WORK INSTRUCTIONS: Some lines in the entries contain the word "InputFlush". Copy all of them.

Top of EXCERPTED DATA

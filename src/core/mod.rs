//! Core domain: match phases, shared resources, and the tick ordering
//! contract.

mod resources;
mod state;
mod systems;

pub use resources::{CinematicTimers, FightPhase, FightRng, MatchConfig, MatchResetEvent};
pub use state::{GamePhase, PhaseState, fx_active, in_phase};

use bevy::prelude::*;

/// Fixed per-tick execution order of the simulation. The chain is a
/// contract: global timers before action resolution, player before rival,
/// actors before projectiles and hazard, effects before terminal checks.
#[derive(SystemSet, Debug, Clone, Copy, PartialEq, Eq, Hash)]
pub enum TickSet {
    /// Pause/skip/menu flow and match resets.
    Control,
    /// Cinematic timelines (intro, pre-fight, approach, transition).
    Cinematic,
    /// Global timers: time-stop countdown, stun, ability cooldowns.
    Timers,
    /// The player's scripted ultimate.
    Special,
    /// Player action resolution and integration.
    Player,
    /// Rival AI resolution and integration.
    Rival,
    /// Blade flight and hits.
    Blades,
    /// Falling hazard telegraph, descent, and splash.
    Hazard,
    /// Feedback: particles, callouts, camera shake.
    Fx,
    /// Win/loss/phase-transition checks.
    Terminal,
    /// Input edge flags are dropped at the very end of the tick.
    InputFlush,
}

pub struct CorePlugin;

impl Plugin for CorePlugin {
    fn build(&self, app: &mut App) {
        let config = MatchConfig::default();
        app.insert_resource(FightRng::seeded(config.seed))
            .insert_resource(config)
            .insert_resource(Time::<Fixed>::from_hz(60.0))
            .init_resource::<PhaseState>()
            .init_resource::<FightPhase>()
            .init_resource::<CinematicTimers>()
            .init_resource::<crate::input::FightInput>()
            .add_message::<MatchResetEvent>()
            .configure_sets(
                FixedUpdate,
                (
                    TickSet::Control,
                    TickSet::Cinematic,
                    TickSet::Timers,
                    TickSet::Special,
                    TickSet::Player,
                    TickSet::Rival,
                    TickSet::Blades,
                    TickSet::Hazard,
                    TickSet::Fx,
                    TickSet::Terminal,
                    TickSet::InputFlush,
                )
                    .chain(),
            )
            .add_systems(Startup, systems::spawn_fighters)
            .add_systems(
                FixedUpdate,
                (
                    systems::handle_pause,
                    systems::handle_menu_flow,
                    systems::handle_skip,
                    systems::apply_match_reset,
                )
                    .chain()
                    .in_set(TickSet::Control),
            )
            .add_systems(
                FixedUpdate,
                systems::check_terminal
                    .in_set(TickSet::Terminal)
                    .run_if(in_phase(GamePhase::Playing)),
            )
            .add_systems(
                FixedUpdate,
                systems::flush_input_edges.in_set(TickSet::InputFlush),
            );
    }
}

Bottom of EXCERPTED DATA

WRITTEN ANSWER:
    InputFlush,
                    TickSet::InputFlush,
                systems::flush_input_edges.in_set(TickSet::InputFlush),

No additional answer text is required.